California’s excess of solar power challenges the statewide independent system operator’s ability to balance its system without curtailing low-carbon supplies and ramping up natural gas generation. It’s called the “duck curve.” Is the region’s growing energy imbalance market the solution, or will it take a full-fledged independent transmission organization to slay California’s electricity duck?

The California Independent System Operator (CAISO), manager of the Golden State’s wholesale electricity market, in its 2015 strategic plan identifies “overgeneration” as a major challenge. The ISO has a lot of renewable generation—particularly solar—that does not match when customers need power. The problem is reflected in the well-known “duck curve” (Figure 1), first published in 2013.

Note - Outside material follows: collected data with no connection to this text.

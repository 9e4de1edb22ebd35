use std::env;

use serde::Serialize;

use crate::errors::SlackError;

pub const DEFAULT_COLOR: &str = "#008000";
pub const DEFAULT_OUTPUT_DIR: &str = "/app/outputs";

/// Number of token characters that are safe to show in logs.
const TOKEN_VISIBLE_PREFIX: usize = 8;

/// Invocation parameters, read once from the environment at startup.
///
/// Optional text settings treat an empty variable the same as an unset one.
#[derive(Debug, Clone, Default, Serialize)]
pub struct NotifyConfig {
    pub color: String,
    pub title: Option<String>,
    pub message: String,
    pub context: Option<String>,

    pub also_send_to_channel: bool,
    pub channel: String,
    pub output_dir: Option<String>,
    pub thread_ts: Option<String>,
    pub update_ts: Option<String>,
    pub delete_ts: Option<String>,
    pub token: String,
    pub github_user: Option<String>,
    pub enable_mentions: bool,
    pub mapping_endpoint: Option<String>,
}

impl NotifyConfig {
    /// # Errors
    ///
    /// Returns `SlackError::ConfigError` when a required variable is missing or
    /// a boolean variable cannot be parsed.
    pub fn from_env() -> Result<Self, SlackError> {
        Self::from_lookup(|key| env::var(key).ok())
    }

    /// Build the config from an arbitrary variable source.
    ///
    /// # Errors
    ///
    /// Same as [`NotifyConfig::from_env`].
    pub fn from_lookup<F>(lookup: F) -> Result<Self, SlackError>
    where
        F: Fn(&str) -> Option<String>,
    {
        let optional = |key: &str| lookup(key).filter(|v| !v.is_empty());
        let required = |key: &str| {
            optional(key).ok_or_else(|| {
                SlackError::ConfigError(format!("required key {key} missing value"))
            })
        };
        let flag = |key: &str| match optional(key) {
            Some(raw) => parse_bool(&raw).ok_or_else(|| {
                SlackError::ConfigError(format!("{key}: invalid boolean value {raw:?}"))
            }),
            None => Ok(false),
        };

        Ok(Self {
            // Defaults apply only to unset variables; an explicit empty value is kept.
            color: lookup("SLACK_COLOR").unwrap_or_else(|| DEFAULT_COLOR.to_string()),
            title: optional("SLACK_TITLE"),
            message: optional("SLACK_MESSAGE").unwrap_or_default(),
            context: optional("SLACK_CONTEXT"),
            also_send_to_channel: flag("SLACK_ALSO_SEND_TO_CHANNEL")?,
            channel: required("SLACK_CHANNEL")?,
            // An empty SLACK_OUTPUT_DIR disables result files.
            output_dir: match lookup("SLACK_OUTPUT_DIR") {
                Some(dir) if dir.is_empty() => None,
                Some(dir) => Some(dir),
                None => Some(DEFAULT_OUTPUT_DIR.to_string()),
            },
            thread_ts: optional("SLACK_THREAD_TS"),
            update_ts: optional("SLACK_UPDATE_MESSAGE_TS"),
            delete_ts: optional("SLACK_DELETE_MESSAGE_TS"),
            token: required("SLACK_TOKEN")?,
            github_user: optional("GH_USER"),
            enable_mentions: flag("ENABLE_SLACK_MENTIONS")?,
            mapping_endpoint: optional("GITHUB_SLACK_MAPPING_ENDPOINT"),
        })
    }

    /// Pretty JSON rendering of the config with the token cut to a short prefix.
    #[must_use]
    pub fn redacted(&self) -> String {
        let mut shown = self.clone();
        let prefix: String = shown.token.chars().take(TOKEN_VISIBLE_PREFIX).collect();
        shown.token = format!("{prefix}...");
        serde_json::to_string_pretty(&shown).unwrap_or_else(|_| "<unprintable config>".to_string())
    }
}

/// Accepts the same spellings as Go's `strconv.ParseBool`, which is what
/// existing pipelines already pass in.
fn parse_bool(raw: &str) -> Option<bool> {
    match raw {
        "1" | "t" | "T" | "TRUE" | "true" | "True" => Some(true),
        "0" | "f" | "F" | "FALSE" | "false" | "False" => Some(false),
        _ => None,
    }
}
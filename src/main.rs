use anyhow::Context;
use slack_notify::core::config::NotifyConfig;
use slack_notify::mentions::MappingClient;
use slack_notify::slack::SlackClient;
use tracing::{error, info};

#[tokio::main]
async fn main() -> anyhow::Result<()> {
    slack_notify::setup_logging();

    let config = NotifyConfig::from_env().map_err(|e| {
        error!("Config error: {}", e);
        e
    })?;
    info!(config = %config.redacted(), "Config loaded");

    let slack = SlackClient::new(config.token.clone());
    let mapping = config
        .mapping_endpoint
        .clone()
        .map(MappingClient::new)
        .transpose()
        .context("Failed to build mapping client")?;

    slack_notify::notify(
        &config,
        &slack,
        mapping.as_ref().map(|m| m as &dyn slack_notify::mentions::UserMapping),
    )
    .await
    .context("Failed to send Slack message")?;

    Ok(())
}
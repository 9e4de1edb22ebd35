pub mod notify;
pub mod outputs;

pub use notify::notify;
pub use outputs::write_outputs;
//! Builds the attachment payload sent to Slack.
//!
//! Content is one legacy attachment (so the color bar shows) carrying Block
//! Kit blocks for the title, message and context.

use serde_json::{Value, json};

use crate::core::config::NotifyConfig;

/// The text segments and styling of one notification.
#[derive(Debug, Clone, PartialEq, Eq)]
pub struct MessageContent {
    pub title: Option<String>,
    pub message: String,
    pub context: Option<String>,
    pub color: String,
}

impl MessageContent {
    /// Content for `config`, using `message` (the possibly mention-prefixed
    /// text) in place of the configured message.
    #[must_use]
    pub fn from_config(config: &NotifyConfig, message: String) -> Self {
        Self {
            title: config.title.clone(),
            message,
            context: config.context.clone(),
            color: config.color.clone(),
        }
    }

    /// Plain-text fallback for notifications: the message, or the title when
    /// there is no message.
    #[must_use]
    pub fn fallback(&self) -> &str {
        if self.message.is_empty() {
            self.title.as_deref().unwrap_or_default()
        } else {
            &self.message
        }
    }
}

fn mrkdwn(text: &str) -> Value {
    json!({
        "type": "mrkdwn",
        "text": text,
    })
}

fn section(text: &str) -> Value {
    json!({
        "type": "section",
        "text": mrkdwn(text),
    })
}

/// Block Kit blocks for the content, skipping empty segments.
#[must_use]
pub fn build_blocks(content: &MessageContent) -> Vec<Value> {
    let mut blocks = Vec::new();

    if let Some(title) = content.title.as_deref().filter(|t| !t.is_empty()) {
        blocks.push(section(&format!("*{title}*")));
    }

    if !content.message.is_empty() {
        blocks.push(section(&content.message));
    }

    if let Some(context) = content.context.as_deref().filter(|c| !c.is_empty()) {
        blocks.push(json!({
            "type": "context",
            "elements": [mrkdwn(context)],
        }));
    }

    blocks
}

/// The single attachment carried by the outgoing message.
#[must_use]
pub fn build_attachment(content: &MessageContent) -> Value {
    json!({
        "fallback": content.fallback(),
        "color": content.color,
        "blocks": build_blocks(content),
    })
}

The duck curve is a graphic representation of a mismatch between the time when a large supply of solar power comes onto the California grid and when the system demands power. The duck curve shows a major drop in electric load in midday when solar hits its peak, swamping the grid at a period of low demand and potentially pushing net load below the point where older baseload plants can ramp down to compensate. In the late afternoon and evening, when solar begins to fade, people are arriving home and boosting electricity use, ramping up demand. With the sun going down, quick-ramping gas has to come online in a hurry.

In its 2015 plan, CAISO said that overgeneration “arises when there is more electricity than there is demand to use it…. Current studies show that this risk will grow quickly after 2020 with higher levels of renewable generation in the mix—even after fossil fuel power plants have reduced output as much as possible. When that occurs, some renewable generation may need to be curtailed, which would be a missed opportunity to use clean power at a minimal marginal cost.”

“The downside” of the duck, CAISO CEO Stephen Berberich told POWER recently, “is turning off power that is clean, with low marginal cost, and that people have paid for.” The solar generation gets dumped mid-day because the state’s older fossil plants can’t cycle fast enough to deal with the late afternoon shift. Come sundown, the demand neck of the duck ascends as solar trails off. “That requires ramping” of the power system’s fossil generation to meet demand, Berberich said. California has built some high-tech, fast-responding gas plants recently, but that runs counter to the state’s goal of reaching 50% renewables by 2030. “We are relying on gas plants here in California” to meet the afternoon and evening demand. “Our goal is to decarbonize the grid, and we don’t want to have to rely on gas.”

So far, however, it is. California is dependent on gas for about 56% (some 42,000 MW) of the state’s 75,000 MW of electric generation, compared to 5,800 MW each for solar and wind (and 10,000 MW of hydro), according to Energy Information Administration (EIA) data. Those figures include all of the state’s generation, from investor-owned utilities, non-utility generators, and public power systems.

■ The duck curve is most severe on weekends “because of their lower system loads” despite consistent solar generation. “Conversely, higher system loads on weekdays mitigate the midday decline in net load and the impact of the duck curve.”

■ The duck curve doesn’t occur just in sunny spring months, as earlier analyses had assumed. CAISO’s 2013 analysis that first identified the duck curve was based on data for March 31. The ScottMadden analysis found the steepest ramps in 2015 came in December, November, and January, not March.

■ Utility solar, not rooftop panels, feeds the duck. “If the belly of the duck is formed by less visible distributed resources,” says the report, “one would see it manifested in both the system load and the net load. This is not the case in the California duck curve. Instead, we see a smooth system load and a concave net load, which is indicative of the influence of utility-scale solar rather than distributed generation.”

ElectricityPolicy.com commented that, “it appears the famous fowl known as the California ‘duck curve’ is developing a deeper belly, with steeper ramping that will require more flexible and fast-responding resources.”